Gaia Residences is aimed at young professionals who prefer a private, work-oriented lifestyle with the opportunity to relax and socialize. So what better communal setting than a lavishly designed podium?
The podium of the project offers residents spaces to relax, work and play, while electrical outlets in the area ensure work-near-home functionality.
The infusion of green exudes calm and wellbeing, while the serene surroundings encourage interaction, creative connections, and a strong sense of community.
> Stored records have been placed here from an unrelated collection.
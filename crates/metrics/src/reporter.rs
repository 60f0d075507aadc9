//! Unified metrics reporter
//!
//! Collects metrics from all components and reports them periodically.
//!
//! # Overview
//!
//! The `UnifiedReporter` aggregates metrics from:
//! - Pipeline ingest (accepted, throttled, append errors)
//! - Journal (offsets, segments, size)
//! - Ring buffers (fill level, rejections)
//! - Chunk assembler (completions, expiries, malformed chunks)
//! - Output dispatcher (throughput, latency, failures, drops)
//! - Sources (datagrams received)
//!
//! It runs as an async task, collecting snapshots at the configured interval
//! and outputting formatted metrics via tracing.

use crate::{
    AssemblerMetricsProvider, BufferMetricsProvider, CollectedBuffer, CollectedDispatcher,
    CollectedMetrics, CollectedSource, DispatcherMetricsProvider, HumanFormatter,
    JournalMetricsProvider, JsonFormatter, PipelineSnapshot, SourceMetricsProvider,
    format::MetricsFormatter,
};
use sluice_config::{MetricsConfig, MetricsFormat};
use std::sync::Arc;
use std::time::Instant;
use tokio::time::interval;
use tokio_util::sync::CancellationToken;
use tracing::info;

/// Trait for the pipeline's ingest-side metrics
pub trait PipelineMetricsProvider: Send + Sync {
    /// Get a snapshot of pipeline metrics
    fn pipeline_snapshot(&self) -> PipelineSnapshot;
}

/// Builder for constructing a UnifiedReporter
#[derive(Default)]
pub struct UnifiedReporterBuilder {
    config: Option<MetricsConfig>,
    pipeline: Option<Arc<dyn PipelineMetricsProvider>>,
    journal: Option<Arc<dyn JournalMetricsProvider>>,
    buffers: Vec<Arc<dyn BufferMetricsProvider>>,
    assembler: Option<Arc<dyn AssemblerMetricsProvider>>,
    dispatcher: Option<Arc<dyn DispatcherMetricsProvider>>,
    sources: Vec<Arc<dyn SourceMetricsProvider>>,
}

impl UnifiedReporterBuilder {
    /// Create a new builder
    pub fn new() -> Self {
        Self::default()
    }

    /// Set the metrics configuration
    pub fn config(mut self, config: MetricsConfig) -> Self {
        self.config = Some(config);
        self
    }

    /// Set the pipeline metrics provider
    pub fn pipeline(mut self, provider: Arc<dyn PipelineMetricsProvider>) -> Self {
        self.pipeline = Some(provider);
        self
    }

    /// Set the journal metrics provider
    pub fn journal(mut self, provider: Arc<dyn JournalMetricsProvider>) -> Self {
        self.journal = Some(provider);
        self
    }

    /// Register a ring buffer metrics provider
    pub fn buffer(mut self, provider: Arc<dyn BufferMetricsProvider>) -> Self {
        self.buffers.push(provider);
        self
    }

    /// Set the assembler metrics provider
    pub fn assembler(mut self, provider: Arc<dyn AssemblerMetricsProvider>) -> Self {
        self.assembler = Some(provider);
        self
    }

    /// Set the dispatcher metrics provider
    pub fn dispatcher(mut self, provider: Arc<dyn DispatcherMetricsProvider>) -> Self {
        self.dispatcher = Some(provider);
        self
    }

    /// Register a source metrics provider
    pub fn source(mut self, provider: Arc<dyn SourceMetricsProvider>) -> Self {
        self.sources.push(provider);
        self
    }

    /// Register multiple source metrics providers
    pub fn sources(mut self, providers: Vec<Arc<dyn SourceMetricsProvider>>) -> Self {
        self.sources.extend(providers);
        self
    }

    /// Build the UnifiedReporter
    pub fn build(self) -> UnifiedReporter {
        let config = self.config.unwrap_or_default();
        let formatter: Box<dyn MetricsFormatter> = match config.format {
            MetricsFormat::Human => Box::new(HumanFormatter::new()),
            MetricsFormat::Json => Box::new(JsonFormatter::new()),
        };

        UnifiedReporter {
            config,
            formatter,
            pipeline: self.pipeline,
            journal: self.journal,
            buffers: self.buffers,
            assembler: self.assembler,
            dispatcher: self.dispatcher,
            sources: self.sources,
            previous: None,
        }
    }
}

/// Unified metrics reporter
///
/// Collects and reports metrics from all components at a configured interval.
pub struct UnifiedReporter {
    config: MetricsConfig,
    formatter: Box<dyn MetricsFormatter>,
    pipeline: Option<Arc<dyn PipelineMetricsProvider>>,
    journal: Option<Arc<dyn JournalMetricsProvider>>,
    buffers: Vec<Arc<dyn BufferMetricsProvider>>,
    assembler: Option<Arc<dyn AssemblerMetricsProvider>>,
    dispatcher: Option<Arc<dyn DispatcherMetricsProvider>>,
    sources: Vec<Arc<dyn SourceMetricsProvider>>,
    previous: Option<CollectedMetrics>,
}

impl UnifiedReporter {
    /// Create a new builder
    pub fn builder() -> UnifiedReporterBuilder {
        UnifiedReporterBuilder::new()
    }

    /// Run the reporter until cancellation
    ///
    /// This is the main entry point - spawn this as a tokio task.
    pub async fn run(mut self, cancel: CancellationToken) {
        if !self.config.enabled {
            info!("metrics reporting disabled");
            return;
        }

        let mut ticker = interval(self.config.interval);
        ticker.set_missed_tick_behavior(tokio::time::MissedTickBehavior::Skip);

        info!(
            interval_secs = self.config.interval.as_secs(),
            format = ?self.config.format,
            "metrics reporter started"
        );

        loop {
            tokio::select! {
                _ = cancel.cancelled() => {
                    info!("metrics reporter shutting down");
                    break;
                }
                _ = ticker.tick() => {
                    self.report();
                }
            }
        }
    }

    /// Collect and report metrics once
    fn report(&mut self) {
        let metrics = self.collect();
        let rates = self.previous.as_ref().and_then(|prev| metrics.rates(prev));

        let output = self.formatter.format_unified(&metrics, rates.as_ref());

        // Log each line separately for human format (multiple lines)
        for line in output.lines() {
            info!("{}", line);
        }

        self.previous = Some(metrics);
    }

    /// Collect metrics from all registered providers
    fn collect(&self) -> CollectedMetrics {
        let mut metrics = CollectedMetrics {
            timestamp: Some(Instant::now()),
            ..Default::default()
        };

        // Ingest counters are always reported
        metrics.pipeline = self.pipeline.as_ref().map(|p| p.pipeline_snapshot());

        if self.config.include_journal {
            metrics.journal = self.journal.as_ref().map(|j| j.snapshot());
        }

        if self.config.include_buffers {
            metrics.buffers = self
                .buffers
                .iter()
                .map(|b| CollectedBuffer {
                    name: b.buffer_name().to_string(),
                    snapshot: b.snapshot(),
                })
                .collect();
        }

        if self.config.include_assembler {
            metrics.assembler = self.assembler.as_ref().map(|a| a.snapshot());
        }

        if self.config.include_dispatcher {
            metrics.dispatcher = self.dispatcher.as_ref().map(|d| CollectedDispatcher {
                sink_type: d.sink_type().to_string(),
                snapshot: d.snapshot(),
            });
        }

        if self.config.include_sources {
            metrics.sources = self
                .sources
                .iter()
                .map(|s| CollectedSource {
                    id: s.source_id().to_string(),
                    source_type: s.source_type().to_string(),
                    snapshot: s.snapshot(),
                })
                .collect();
        }

        metrics
    }

    /// Add a source provider dynamically
    pub fn add_source(&mut self, provider: Arc<dyn SourceMetricsProvider>) {
        self.sources.push(provider);
    }
}
//! Serve command - Run the ingestion pipeline
//!
//! Opens the journal, starts the pipeline loops and the configured sources,
//! and runs until SIGINT or SIGTERM.

use std::path::PathBuf;
use std::sync::Arc;
use std::time::Duration;

use anyhow::{Context, Result};
use clap::Args;
use sluice_config::Config;
use sluice_metrics::{SourceMetricsProvider, UnifiedReporter};
use sluice_pipeline::Pipeline;
use sluice_sources::GelfUdpSource;
use tokio::signal;
use tokio::task::JoinHandle;
use tokio_util::sync::CancellationToken;
use tracing::{error, info, warn};

/// How long a source may take to stop after cancellation
const SOURCE_SHUTDOWN_TIMEOUT: Duration = Duration::from_secs(5);

/// Serve command arguments
#[derive(Args, Debug)]
pub struct ServeArgs {
    /// Path to configuration file (defaults to configs/sluice.toml if present)
    #[arg(short, long)]
    pub config: Option<PathBuf>,
}

/// Run the serve command
pub async fn run(args: ServeArgs) -> Result<()> {
    let config_path = args
        .config
        .as_ref()
        .map(|p| p.display().to_string())
        .unwrap_or_else(|| "(default)".to_string());

    info!(
        version = env!("CARGO_PKG_VERSION"),
        platform = std::env::consts::OS,
        arch = std::env::consts::ARCH,
        config = %config_path,
        "Sluice starting"
    );

    let config = load_config(args.config)?;

    if let Err(e) = run_server(config).await {
        error!(error = %e, "server error");
        return Err(e);
    }

    info!("Sluice shutdown complete");
    Ok(())
}

/// Load the config file, or fall back to defaults when none is given
pub fn load_config(path: Option<PathBuf>) -> Result<Config> {
    match path {
        Some(path) => {
            // Explicit path must exist
            if !path.exists() {
                anyhow::bail!("config file not found: {}", path.display());
            }
            Config::from_file(&path)
                .with_context(|| format!("failed to load configuration from {}", path.display()))
        }
        None => {
            for path in [
                PathBuf::from("configs/sluice.toml"),
                PathBuf::from("sluice.toml"),
            ] {
                if path.exists() {
                    info!(config = %path.display(), "using config file");
                    return Config::from_file(&path).context("failed to load configuration");
                }
            }

            info!("no config file found, using defaults (no sources, stdout sink)");
            Ok(Config::default())
        }
    }
}

/// Main server run loop
async fn run_server(config: Config) -> Result<()> {
    let cancel = CancellationToken::new();

    let pipeline = Pipeline::new(&config).context("failed to build pipeline")?;

    // Sources
    let mut source_tasks: Vec<JoinHandle<()>> = Vec::new();
    let mut source_metrics: Vec<Arc<dyn SourceMetricsProvider>> = Vec::new();

    if config.udp_enabled()
        && let Some(udp_config) = config.sources.udp.clone()
    {
        let source = GelfUdpSource::new(udp_config, pipeline.ingestor());
        source_metrics.push(Arc::new(source.metrics_handle()));

        let source_cancel = cancel.clone();
        let shutdown = cancel.clone();
        source_tasks.push(tokio::spawn(async move {
            if let Err(e) = source.run(source_cancel).await {
                error!(error = %e, "UDP source failed");
                // Without its only listener the pipeline has nothing to do
                shutdown.cancel();
            }
        }));
    } else {
        warn!("no sources enabled; the pipeline will only replay the journal");
    }

    let reporter = UnifiedReporter::builder()
        .config(config.metrics.clone())
        .pipeline(Arc::new(pipeline.pipeline_metrics()))
        .journal(Arc::new(pipeline.journal_metrics()))
        .buffer(Arc::new(pipeline.process_buffer_metrics()))
        .buffer(Arc::new(pipeline.output_buffer_metrics()))
        .assembler(Arc::new(pipeline.assembler_metrics()))
        .dispatcher(Arc::new(pipeline.dispatcher_metrics()))
        .sources(source_metrics)
        .build();
    let metrics_task = tokio::spawn(reporter.run(cancel.clone()));

    let source_count = source_tasks.len();
    let tasks = pipeline.spawn(cancel.clone());

    info!(
        source_count,
        pipeline_tasks = tasks.len(),
        metrics_enabled = config.metrics.enabled,
        sink = config.sink.type_name(),
        "Sluice running"
    );

    tokio::select! {
        _ = wait_for_shutdown() => {
            info!("shutdown signal received, stopping...");
        }
        _ = cancel.cancelled() => {
            warn!("stopping after a component failure");
        }
    }
    cancel.cancel();

    // Sources first so nothing is appended while the pipeline drains
    info!("waiting for sources to stop...");
    for task in source_tasks {
        match tokio::time::timeout(SOURCE_SHUTDOWN_TIMEOUT, task).await {
            Ok(Ok(())) => {}
            Ok(Err(e)) => warn!(error = %e, "source task panicked during shutdown"),
            Err(_) => warn!("source task did not finish within timeout, continuing shutdown"),
        }
    }

    info!("waiting for pipeline to drain...");
    let joined = tasks.join().await;

    if let Err(e) = metrics_task.await {
        warn!(error = %e, "metrics reporter panicked");
    }

    joined.context("pipeline did not shut down cleanly")
}

/// Wait for SIGINT or SIGTERM
async fn wait_for_shutdown() {
    let ctrl_c = async {
        if let Err(e) = signal::ctrl_c().await {
            error!(error = %e, "failed to listen for Ctrl+C");
            std::future::pending::<()>().await;
        }
    };

    #[cfg(unix)]
    let terminate = async {
        match signal::unix::signal(signal::unix::SignalKind::terminate()) {
            Ok(mut sig) => {
                sig.recv().await;
            }
            Err(e) => {
                error!(error = %e, "failed to install SIGTERM handler");
                std::future::pending::<()>().await;
            }
        }
    };

    #[cfg(not(unix))]
    let terminate = std::future::pending::<()>();

    tokio::select! {
        _ = ctrl_c => {},
        _ = terminate => {},
    }
}
//! Null sink - discards all data
//!
//! Accepts every batch, counts it and drops it. Useful for measuring
//! pipeline throughput without any sink I/O.

use std::sync::atomic::{AtomicU64, Ordering};

use async_trait::async_trait;
use sluice_journal::JournalEntry;

use crate::common::{Sink, SinkError};

/// Null sink that discards all batches
#[derive(Debug, Default)]
pub struct NullSink {
    metrics: NullSinkMetrics,
}

/// Counters for the null sink
#[derive(Debug, Default)]
pub struct NullSinkMetrics {
    batches_received: AtomicU64,
    messages_received: AtomicU64,
    bytes_received: AtomicU64,
}

impl NullSinkMetrics {
    /// Record a received batch
    #[inline]
    pub fn record_batch(&self, message_count: u64, byte_count: u64) {
        self.batches_received.fetch_add(1, Ordering::Relaxed);
        self.messages_received
            .fetch_add(message_count, Ordering::Relaxed);
        self.bytes_received.fetch_add(byte_count, Ordering::Relaxed);
    }

    /// Get snapshot of metrics
    pub fn snapshot(&self) -> MetricsSnapshot {
        MetricsSnapshot {
            batches_received: self.batches_received.load(Ordering::Relaxed),
            messages_received: self.messages_received.load(Ordering::Relaxed),
            bytes_received: self.bytes_received.load(Ordering::Relaxed),
        }
    }
}

/// Point-in-time snapshot of null sink metrics
#[derive(Debug, Clone, Copy, Default, PartialEq, Eq)]
pub struct MetricsSnapshot {
    pub batches_received: u64,
    pub messages_received: u64,
    pub bytes_received: u64,
}

impl NullSink {
    /// Create a new null sink
    pub fn new() -> Self {
        Self::default()
    }

    /// Get reference to metrics
    #[inline]
    pub fn metrics(&self) -> &NullSinkMetrics {
        &self.metrics
    }
}

#[async_trait]
impl Sink for NullSink {
    fn name(&self) -> &'static str {
        "null"
    }

    async fn write(&self, batch: &[JournalEntry]) -> Result<(), SinkError> {
        let bytes: usize = batch.iter().map(JournalEntry::len).sum();
        self.metrics.record_batch(batch.len() as u64, bytes as u64);
        Ok(())
    }
}

#[cfg(test)]
#[path = "null_test.rs"]
mod null_test;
Events can be curated in the podium’s communal living facilities, and extensive services and amenities support residents in living a healthy lifestyle at home.
Gamuda Land’s attentive master plan also offers residents security through generous physical distancing measures with creative design of landscape elements and rearrangement of outdoor spaces and furniture.
This design approach, which emphasizes the ethos of homeliness, can also be found in the living spaces of Gaia Residences. The one to three bedroom apartments have been carefully designed with clean, practical floor plans. All bedrooms have a north-south orientation and bathrooms with a view of the inner air shafts, creating a light and airy living environment.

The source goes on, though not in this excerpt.